So why did Sampson draft and approve the letter saying that there had been no involvement by Rove?

His explanation to the Senate Judiciary Committee was this: “In February, when I participated in the drafting of that [February 23] letter, I did not remember then ever having talked [directly] to Mr. Rove about it. I don’t remember now ever having talked to Mr. Rove about it. I’m not sure whether Mr. Rove was supportive of Mr. Griffin’s appointment.”

Before drafting the letter, Sampson made no further effort to talk to Rove, Taylor (who as White House Political Director was Rove’s top aide), or to Jennings as to whether the allegations were true, Sampson’s attorney Brad Berenson told me in an interview.

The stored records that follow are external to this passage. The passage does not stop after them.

use std::ops::Range;

/// Provides information on the content of a cell column in a [`CompactHeightfield`](crate::compact_heightfield::CompactHeightfield).
#[derive(Debug, Clone, Copy, PartialEq, Eq, Default)]
#[cfg_attr(feature = "serialize", derive(serde::Serialize, serde::Deserialize))]
pub struct CompactCell {
    /// Index to the first span in the column.
    index: u32,
    /// Number of spans in the column.
    count: u8,
}

impl CompactCell {
    /// Index to the first span in the column.
    #[inline]
    pub fn index(&self) -> u32 {
        self.index
    }

    /// Number of spans in the column.
    #[inline]
    pub fn count(&self) -> u8 {
        self.count
    }

    /// The indices of all spans in the column.
    #[inline]
    pub fn index_range(&self) -> Range<usize> {
        self.index as usize..self.index as usize + self.count as usize
    }

    #[inline]
    pub(crate) fn set_index(&mut self, index: u32) {
        self.index = index;
    }

    #[inline]
    pub(crate) fn inc_count(&mut self) {
        self.count += 1;
    }
}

Sampson did, however, send the letter to the White House for Oprison for review. According to Berenson, in sending the letter, Sampson was relying on Oprison to see that it was accurate. Berenson told me:

“Kyle didn’t want to traffic in assumptions, so he circulated the letter to the White House for confirmation whether what he believed to be true was accurate or not. He drafted the letter according to his understanding of the facts, and he circulated it beforehand to other people for clearance to assure that it accorded with their understanding of the facts.”

Why did Oprison in turn approve the letter to be sent knowing what he knew?

Tony Fratto, a White House spokesman, told me that Oprison “had no reason to believe” that the reference to Rove was inaccurate and cleared the letter. Asked about the December 19 e-mail in which Sampson told Oprison that Griffin’s appointment was important to Rove and Miers, Fratto said: “Chris did not recall Karl’s interest when he reviewed the letter.”

Oprison, in turn, consulted with White House Counsel Fred Fielding and Deputy White House Counsel Bill Kelley in approving the draft of the letter, according to a review of White House records undertaken in response to questions for this story.

Did Oprison, Fielding, or Kelly think to seek out Rove and Rove aides Taylor and Jennings to see if they played any role in seeking Cummins to be fired and Griffin named to replace him?

Fratto told me that Oprison and others in the White House counsel were relying on Sampson that such was not the case: “We have no record of that letter even leaving the White House counsel’s office.”

****

Sampson also played a central role in the drafting of a January 31, 2007 letter from acting Assistant Attorney General Richard Hertling to Sen. Mark Pryor (D-AR) implying that the White House had never contemplated using an obscure provision in the USA PATRIOT Act to install Griffin as a U.S. attorney without Senate confirmation.

Gonzales and Sampson later changed course completely–when confronted with evidence to the contrary–and testified to the Senate Judiciary Committee that the Bush administration did indeed consider using the PATRIOT Act to install Griffin as a federal prosecutor.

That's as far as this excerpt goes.